Project managers may use risk models to explore the possible outcomes using risk simulations. For a model in Excel, software such as Frontline's Risk Solver, may be used to perform a Monte Carlo simulation on a model. Project managers can run a simulation that performs many (thousands of) experiments or trials -- each one samples possible values for the uncertain inputs, and calculates the corresponding output values for that trial.
The first run of a simulation model can often yield results that are surprising to the modelers or to management -- especially when there are several different sources of uncertainty that interact to produce an outcome. Even before an in-depth analysis of the results, simply seeing the range of outcomes -- for example, how low and how high Net Profit can be, given our model and sources of uncertainty -- can encourage a re-thinking of the risks we face, and the actions we can take.

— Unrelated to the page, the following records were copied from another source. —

// 该文件是 Zhijian （智检） 项目的一部分。
// src/main.rs - 工位主程序
//
// 本程序遵循 GNU Affero 通用公共许可证（AGPL）许可协议。
// 本程序的发布旨在提供实用价值，但不作任何形式的担保，
// 包括但不限于对适销性或特定用途适用性的默示担保。
// 更多详情请参阅 GNU 通用公共许可证。
//
// Copyright (C) 2026 Johann Li <me@qinka.pro>, ETVP

mod args;

use std::io::BufRead;
use std::thread;

use anyhow::{Context, Result};
use clap::Parser;
use crossbeam_channel::{Sender, unbounded};
use tracing::{error, info, warn};
use tracing_appender::non_blocking::WorkerGuard;
use tracing_subscriber::{EnvFilter, fmt, prelude::*};

use zhijian::{
  config::{LoggingSettings, StationConfig},
  input::InputWrapper,
  session::{Devices, Event, Inspector, LoopSettings, SessionError, StationDevices},
};

use args::{Args, AutoMode};

const HELP: &str = "命令: capture | inspect | auto | auto-inspect | stop | status | quit";

enum Control {
  Line(String),
  Quit,
}

/// 同时输出到终端与按天滚动的日志文件，返回的守卫需存活到程序退出
fn init_tracing(settings: &LoggingSettings) -> Result<WorkerGuard> {
  let filter =
    EnvFilter::try_from_default_env().unwrap_or_else(|_| EnvFilter::new(&settings.level));
  let (file_writer, guard) = tracing_appender::non_blocking(zhijian::logging::file_appender(settings)?);

  tracing_subscriber::registry()
    .with(filter)
    .with(fmt::layer())
    .with(fmt::layer().with_ansi(false).with_writer(file_writer))
    .init();
  Ok(guard)
}

fn log_event(event: Event) {
  match event {
    Event::Started(mode) => info!("会话开始: {}", mode),
    Event::Finished(mode) => info!("会话结束: {}", mode),
    Event::Status(text) if !text.is_empty() => info!("状态: {}", text),
    Event::Status(_) => {}
    Event::Preview(Some(image)) => info!("预览图像: {}x{}", image.width(), image.height()),
    Event::Preview(None) | Event::InspectionCleared => {}
    Event::Inspection { result, record } => {
      info!(
        "检测结果 {}{}",
        result.verdict(),
        record
          .map(|p| format!(", 已保存到 {}", p.display()))
          .unwrap_or_default()
      );
      for j in &result.judgements {
        info!(
          "  - {}: {:.2} (阈值 {:.2}) {}",
          j.label,
          j.predict_conf,
          j.pass_threshold,
          if j.passed { "OK" } else { "NG" }
        );
      }
    }
    Event::Error(text) => error!("错误: {}", text),
  }
}

fn spawn_stdin_reader(tx: Sender<Control>) {
  thread::spawn(move || {
    let stdin = std::io::stdin();
    for line in stdin.lock().lines() {
      let Ok(line) = line else { break };
      if tx.send(Control::Line(line)).is_err() {
        return;
      }
    }
    // 标准输入关闭后保持运行，由 Ctrl-C 退出
  });
}

fn report(result: Result<(), SessionError>) {
  if let Err(e) = result {
    warn!("{}", e);
  }
}

fn dispatch<D: Devices>(inspector: &Inspector<D>, line: &str) -> bool {
  match line.trim() {
    "" => {}
    "capture" => report(inspector.start_capture()),
    "inspect" => report(inspector.start_inference()),
    "auto" => report(inspector.start_continuous_capture()),
    "auto-inspect" => report(inspector.start_continuous_inference()),
    "stop" => inspector.stop(),
    "status" => info!("当前状态: {:?}", inspector.state()),
    "quit" | "exit" => return false,
    other => warn!("未知命令 '{}'. {}", other, HELP),
  }
  true
}

fn main() -> Result<()> {
  let args = Args::parse();

  let mut config = StationConfig::load_or_init(&args.config)
    .with_context(|| format!("加载工位配置 {} 失败", args.config.display()))?;
  if let Some(task) = args.task {
    config.inference.task = task;
  }
  if let Some(source) = args.source {
    config.camera.url = source;
  }
  if let Some(dir) = args.result_dir {
    config.inference.result_dir = dir;
  }
  if let Some(level) = args.log_level {
    config.logging.level = level;
  }
  config.validate()?;

  let _log_guard = init_tracing(&config.logging)?;

  info!("Zhijian 视觉检测工位");
  info!("采集来源: {}", config.camera.url);
  info!("IO 板: {}:{}", config.plc.ip, config.plc.port);
  info!("任务描述: {}", config.inference.task.display());
  info!("结果目录: {}", config.inference.result_dir.display());
  info!("日志目录: {}", config.logging.dir.display());

  let camera = InputWrapper::from_settings(&config.camera).context("打开采集来源失败")?;
  let (inspector, events) = Inspector::spawn(
    camera,
    StationDevices::new(&config),
    LoopSettings::from_config(&config),
  );

  let event_logger = thread::spawn(move || {
    for event in events {
      log_event(event);
    }
  });

  let (tx, rx) = unbounded();
  let ctrlc_tx = tx.clone();
  ctrlc::set_handler(move || {
    info!("收到中断信号，准备退出...");
    let _ = ctrlc_tx.send(Control::Quit);
  })
  .context("设置 Ctrl-C 处理失败")?;
  spawn_stdin_reader(tx);

  match args.auto {
    Some(AutoMode::Capture) => report(inspector.start_continuous_capture()),
    Some(AutoMode::Inspect) => report(inspector.start_continuous_inference()),
    None => info!("{}", HELP),
  }

  for control in rx {
    match control {
      Control::Line(line) => {
        if !dispatch(&inspector, &line) {
          break;
        }
      }
      Control::Quit => break,
    }
  }

  info!("等待当前会话结束...");
  inspector.shutdown();
  let _ = event_logger.join();
  info!("程序已退出");
  Ok(())
}
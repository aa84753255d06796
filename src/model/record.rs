// 该文件是 Zhijian （智检） 项目的一部分。
// src/model/record.rs - 回放检测记录的模型
//
// 本程序遵循 GNU Affero 通用公共许可证（AGPL）许可协议。
// 本程序的发布旨在提供实用价值，但不作任何形式的担保，
// 包括但不限于对适销性或特定用途适用性的默示担保。
// 更多详情请参阅 GNU 通用公共许可证。
//
// Copyright (C) 2026 Johann Li <me@qinka.pro>, ETVP

use std::path::{Path, PathBuf};

use image::RgbImage;
use thiserror::Error;
use tracing::debug;
use url::Url;

use crate::{
  FromUrl, FromUrlWithScheme,
  model::{DetectionModel, ModelError, RawDetection},
};

#[derive(Error, Debug)]
pub enum RecordedModelError {
  #[error("URI 方案不匹配")]
  SchemeMismatch,
  #[error("I/O 错误: {0}")]
  IoError(#[from] std::io::Error),
  #[error("目录 {0} 中没有检测记录")]
  NoRecords(PathBuf),
}

/// 回放离线检测记录的模型
///
/// 记录文件每行一个检测结果：`label, score, x_min, y_min, x_max, y_max`。
/// 路径为文件时每次推理都返回同一份记录；为目录时按文件名顺序循环回放
/// 其中的 `.txt` 记录，与 `image://` 目录输入配合使用。
pub struct RecordedModel {
  records: Vec<PathBuf>,
  cursor: usize,
  min_confidence: f32,
}

impl FromUrlWithScheme for RecordedModel {
  const SCHEME: &'static str = "record";
}

impl FromUrl for RecordedModel {
  type Error = RecordedModelError;

  fn from_url(url: &Url) -> Result<Self, Self::Error> {
    if url.scheme() != Self::SCHEME {
      return Err(RecordedModelError::SchemeMismatch);
    }
    Self::open(Path::new(url.path()))
  }
}

impl RecordedModel {
  pub fn open(path: &Path) -> Result<Self, RecordedModelError> {
    let records = if path.is_dir() {
      let mut records = std::fs::read_dir(path)?
        .filter_map(|entry| entry.ok().map(|e| e.path()))
        .filter(|p| p.extension().is_some_and(|ext| ext == "txt"))
        .collect::<Vec<_>>();
      records.sort();
      if records.is_empty() {
        return Err(RecordedModelError::NoRecords(path.to_path_buf()));
      }
      records
    } else {
      // 单个文件需要存在
      std::fs::metadata(path)?;
      vec![path.to_path_buf()]
    };

    Ok(RecordedModel {
      records,
      cursor: 0,
      min_confidence: 0.0,
    })
  }

  pub fn with_min_confidence(mut self, min_confidence: f32) -> Self {
    self.min_confidence = min_confidence;
    self
  }
}

/// 解析检测记录文本，空行被忽略
pub fn parse_records(text: &str) -> Result<Vec<RawDetection>, ModelError> {
  text
    .lines()
    .map(str::trim)
    .filter(|line| !line.is_empty())
    .map(|line| {
      let fields: Vec<&str> = line.split(',').map(str::trim).collect();
      if fields.len() != 6 {
        return Err(ModelError::RecordFormat(format!(
          "期望 6 个字段, 实际 {}: {}",
          fields.len(),
          line
        )));
      }
      let number = |s: &str| {
        s.parse::<f32>()
          .map_err(|e| ModelError::RecordFormat(format!("'{}' 不是数字: {}", s, e)))
      };
      Ok(RawDetection {
        label: fields[0].to_string(),
        confidence: number(fields[1])?,
        bbox: [
          number(fields[2])?,
          number(fields[3])?,
          number(fields[4])?,
          number(fields[5])?,
        ],
      })
    })
    .collect()
}

impl DetectionModel for RecordedModel {
  fn predict(&mut self, _image: &RgbImage) -> Result<Vec<RawDetection>, ModelError> {
    let path = &self.records[self.cursor];
    self.cursor = (self.cursor + 1) % self.records.len();

    debug!("回放检测记录: {}", path.display());
    let text = std::fs::read_to_string(path)?;
    let detections = parse_records(&text)?
      .into_iter()
      .filter(|d| d.confidence >= self.min_confidence)
      .collect();
    Ok(detections)
  }
}

#[cfg(test)]
mod tests {
  use super::*;

  #[test]
  fn parses_record_lines() {
    let text = "scratch, 0.7000, 10.0, 10.0, 50.0, 50.0\n\n hole,0.25,1,2,3,4 \n";
    let records = parse_records(text).unwrap();
    assert_eq!(records.len(), 2);
    assert_eq!(records[0], RawDetection::new("scratch", [10.0, 10.0, 50.0, 50.0], 0.7));
    assert_eq!(records[1].label, "hole");
    assert_eq!(records[1].bbox, [1.0, 2.0, 3.0, 4.0]);
  }

  #[test]
  fn rejects_malformed_records() {
    assert!(parse_records("scratch, 0.7, 1, 2, 3").is_err());
    assert!(parse_records("scratch, high, 1, 2, 3, 4").is_err());
  }

  #[test]
  fn directory_replays_in_order_and_filters_low_confidence() {
    let dir = tempfile::tempdir().unwrap();
    std::fs::write(dir.path().join("b.txt"), "b, 0.9, 0, 0, 1, 1").unwrap();
    std::fs::write(dir.path().join("a.txt"), "a, 0.9, 0, 0, 1, 1\na, 0.1, 0, 0, 1, 1").unwrap();
    std::fs::write(dir.path().join("a.jpg"), b"not a record").unwrap();

    let mut model = RecordedModel::open(dir.path()).unwrap().with_min_confidence(0.2);
    let image = RgbImage::new(1, 1);
    let first = model.predict(&image).unwrap();
    assert_eq!(first.len(), 1);
    assert_eq!(first[0].label, "a");
    assert_eq!(model.predict(&image).unwrap()[0].label, "b");
    assert_eq!(model.predict(&image).unwrap()[0].label, "a");
  }

  #[test]
  fn empty_directory_is_rejected() {
    let dir = tempfile::tempdir().unwrap();
    assert!(matches!(
      RecordedModel::open(dir.path()),
      Err(RecordedModelError::NoRecords(_))
    ));
  }
}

Because a simulation yields many possible values for the outcomes we care about -- from Net Profit to environmental impact -- some work is needed to analyze the results. It is very useful to create charts to help us visualize the results -- such as charts and cumulative frequency charts. We can summarize the range of outcomes using various kinds of statistics, such as the mean or median, the standard deviation and variance, or the 5th and 95th percentile or Value at Risk.
Another tool for assessing model results is sensitivity analysis, which can help us identify the uncertain inputs with the biggest impact on our key outcomes. For example, a tornado chart can give us a visual summary of uncertainties with the greatest positive and negative impact on net profit.